Pemerintah Kota Cirebon, Jawa Barat, tidak akan memberlakukan ”lockdown” atau karantina wilayah untuk menghadapi penyebaran Covid-19. Padahal, pendatang dari episentrum Covid-19 terus berdatangan.
Oleh
ABDULLAH FIKRI ASHRI
·3 menit baca
CIREBON, KOMPAS — Pemerintah Kota Cirebon, Jawa Barat, tidak akan memberlakukan lockdown atau karantina wilayah untuk menghadapi penyebaran Covid-19. Padahal, pasien dalam pengawasan dan orang dalam pemantauan di Kota Cirebon terus bertambah. Sebagian besar merupakan pendatang dari Jakarta dan sekitarnya.
”Kota Cirebon tidak memberlakukan lockdown. Semoga tidak. Ini tidak menguntungkan secara ekonomi,” kata Wali Kota Cirebon Nashrudin Azis menjawab pertanyaan Kompas di Balai Kota Cirebon, Jumat (27/3/2020).
Selama ini, Cirebon menjadi pusat perekonomian di bagian timur Jabar. Selain dipadati 107 hotel dan sembilan pusat perbelanjaan, kota seluas 37 kilometer persegi itu juga menjadi tempat perwakilan kantor pemerintah pusat dan provinsi.
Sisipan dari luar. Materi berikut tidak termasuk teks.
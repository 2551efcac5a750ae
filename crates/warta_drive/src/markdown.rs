use lazy_static::lazy_static;
use regex::Regex;

lazy_static! {
    static ref BOLD: Regex = Regex::new(r"\*\*(.+?)\*\*").unwrap();
    static ref ITALIC: Regex = Regex::new(r"\*(.+?)\*").unwrap();
    static ref LINK: Regex = Regex::new(r"\[(.+?)\]\(.+?\)").unwrap();
    static ref HEADING: Regex = Regex::new(r"(?m)^#+\s+").unwrap();
    static ref BULLET: Regex = Regex::new(r"(?m)^\s*[-*]\s+").unwrap();
}

/// Reduce the digest's markdown dialect to plain text: unwrap bold and
/// italics, keep link text only, drop heading markers, and turn list
/// markers into a bullet character.
pub fn markdown_to_plain_text(markdown: &str) -> String {
    let text = BOLD.replace_all(markdown, "$1");
    let text = ITALIC.replace_all(&text, "$1");
    let text = LINK.replace_all(&text, "$1");
    let text = HEADING.replace_all(&text, "");
    let text = BULLET.replace_all(&text, "• ");

    text.into_owned()
}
Karantina wilayah yang tidak memperbolehkan orang masuk dan keluar kota, menurut Azis, merugikan secara ekonomi. Apalagi, Cirebon yang berada di antara Jabar dan Jawa Tengah telah terhubung dengan jalan tol, rel ganda, serta Bandara Internasional Jabar Kertajati di Kabupaten Majalengka.
Saat ini, katanya, belum ada kasus positif Covid-19 di Kota Cirebon. Seorang pasien tercatat dalam pengawasan yang dirawat di ruang isolasi. Namun, jumlah orang dalam pemantauan terkait Covid-19 mencapai 123 orang, padahal pekan lalu masih berkisar 40 orang. ”Hampir seluruhnya merupakan pendatang dari luar kota,” katanya.
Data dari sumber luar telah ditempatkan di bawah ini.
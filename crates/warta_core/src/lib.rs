pub mod error;
pub mod models;
pub mod notify;
pub mod storage;
pub mod types;

pub use error::{Error, Result};
pub use models::CompletionModel;
pub use notify::LinkNotifier;
pub use storage::DigestStore;
pub use types::{Category, NewsBucket, NewsItem};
Cirebon menjadi daerah tujuan warga yang berasal dari Jakarta dan sekitarnya, bahkan luar negeri. Dalam dua pekan terakhir, rata-rata penumpang yang turun di stasiun-stasiun Daop 3 Cirebon sebanyak 4.396 orang per hari. Mereka umumnya berasal dari Jakarta.
Padahal, Jakarta menjadi episentrum wabah Covid-19 dengan 598 kasus positif dan korban meninggal 51 orang. Secara nasional, kasus positif Covid-19 saat ini mencapai 1.046 orang dengan korban jiwa 87 orang.
Menurut Azis, langkah antisipasi penyebaran Covid-19 telah dilakukan. Selain meliburkan kegiatan belajar-mengajar di sekolah dan kampus serta melarang warga berkerumun, pihaknya juga rutin menyemprotkan disinfektan di jalan protokol hingga terminal dan pasar. Minggu ini, penyemprotan telah dilakukan tiga kali.
”Kami akan ketat memutus mata rantai penyebaran Covid-19 dengan melibatkan warga. Semuanya, dari tingkat kecamatan hingga RT (rukun tetangga), harus melaporkan jika ada pendatang dari luar,” ujar Azis. Petugas puskesmas akan memantau para pendatang tersebut.
Kepala Dinas Kesehatan Kota Cirebon Edy Sugiarto menambahkan, kebijakan karantina memerlukan biaya besar. ”Pemerintah harus memastikan sekitar 320.000 warga bisa makan tiga kali sehari karena tidak boleh bekerja dan hanya di rumah. Ini yang berat,” katanya.
Biaya tak terduga yang disiapkan Pemkot Cirebon, misalnya, berkisar Rp 2 miliar. Padahal, kebutuhan untuk alat pelindung diri di puskesmas di Kota Cirebon mencapai Rp 2,3 miliar. Untuk itu, Edy meminta masyarakat menerapkan pembatasan sosial demi mengurangi penyebaran Covid-19.